FDA Director: The Agency Expects to Approve Pfizer's Vaccine After Today's Crucial Hearing After the panel's vote, Commissioner Stephen Hahn said, the FDA plans to "act quickly."
This story originally appeared on Business Insider
A panel of independent experts is meeting today to evaluate Pfizer's coronavirus vaccine. By day's end, they're expected to come to a vote that will advise the U.S. Food and Drug Administration (FDA) to approve or deny the shot for emergency use.
But FDA Commissioner Dr. Stephen Hahn said the outcome is already predictable, and that the agency intends to act on the advisory panel's advice immediately. "We'll have to see what the scientific and medical discussion is today. But our plan is to take their recommendations into account for our decision making and make a decision shortly thereafter ... We intend to act quickly," he told Savannah Guthrie live on NBC News' TODAY before the advisory committee convened.
The head of the FDA assured, "Our initial assessment is that this is a vaccine that does meet our criteria … But we do want to hear from the vaccine advisory committee."
If indeed approved, high-priority Americans, including nursing home residents and healthcare workers, are expected to begin getting the vaccine in the next couple days.

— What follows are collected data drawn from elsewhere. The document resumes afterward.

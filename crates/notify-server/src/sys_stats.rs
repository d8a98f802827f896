// crates/notify-server/src/sys_stats.rs
// ============================================================================
// Module: Request Statistics
// Description: Per-status request counters collected by a middleware layer.
// Purpose: Back the system status endpoint.
// Dependencies: axum, serde
// ============================================================================

use std::collections::BTreeMap;
use std::sync::Arc;
use std::sync::Mutex;
use std::time::Instant;

use axum::extract::Request;
use axum::extract::State;
use axum::middleware::Next;
use axum::response::Response;
use serde::Serialize;

/// Request counters since process start.
#[derive(Debug)]
pub struct RequestStats {
    started: Instant,
    status_codes: Mutex<BTreeMap<u16, u64>>,
}

/// Serializable view of [`RequestStats`].
#[derive(Debug, Clone, PartialEq, Eq, Serialize)]
pub struct RequestStatsSnapshot {
    /// Requests answered.
    pub total_requests: u64,
    /// Requests answered per status code.
    pub status_codes: BTreeMap<String, u64>,
    /// Seconds since the stats were created.
    pub uptime_seconds: u64,
}

impl Default for RequestStats {
    fn default() -> Self {
        Self::new()
    }
}

impl RequestStats {
    /// Starts counting from now.
    #[must_use]
    pub fn new() -> Self {
        Self {
            started: Instant::now(),
            status_codes: Mutex::new(BTreeMap::new()),
        }
    }

    /// Records one answered request.
    pub fn record(&self, status: u16) {
        if let Ok(mut codes) = self.status_codes.lock() {
            *codes.entry(status).or_insert(0) += 1;
        }
    }

    /// Returns the current counts.
    #[must_use]
    pub fn snapshot(&self) -> RequestStatsSnapshot {
        let codes = self.status_codes.lock().map(|codes| codes.clone()).unwrap_or_default();
        RequestStatsSnapshot {
            total_requests: codes.values().sum(),
            status_codes: codes.into_iter().map(|(code, count)| (code.to_string(), count)).collect(),
            uptime_seconds: self.started.elapsed().as_secs(),
        }
    }
}

/// Middleware recording the status of every response.
pub async fn track_requests(
    State(stats): State<Arc<RequestStats>>,
    request: Request,
    next: Next,
) -> Response {
    let response = next.run(request).await;
    stats.record(response.status().as_u16());
    response
}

Pfizer's vaccine has been shown to be safe and 95% effective at preventing symptomatic Covid-19. But the advisory committee will likely discuss the pros and cons of approving a vaccine that still has a lot of unknowns, like whether it protects against asymptomatic infection and "silent spreading," how long its protection against Covid-19 lasts and whether there's enough data on older Americans to justify injecting some of them first.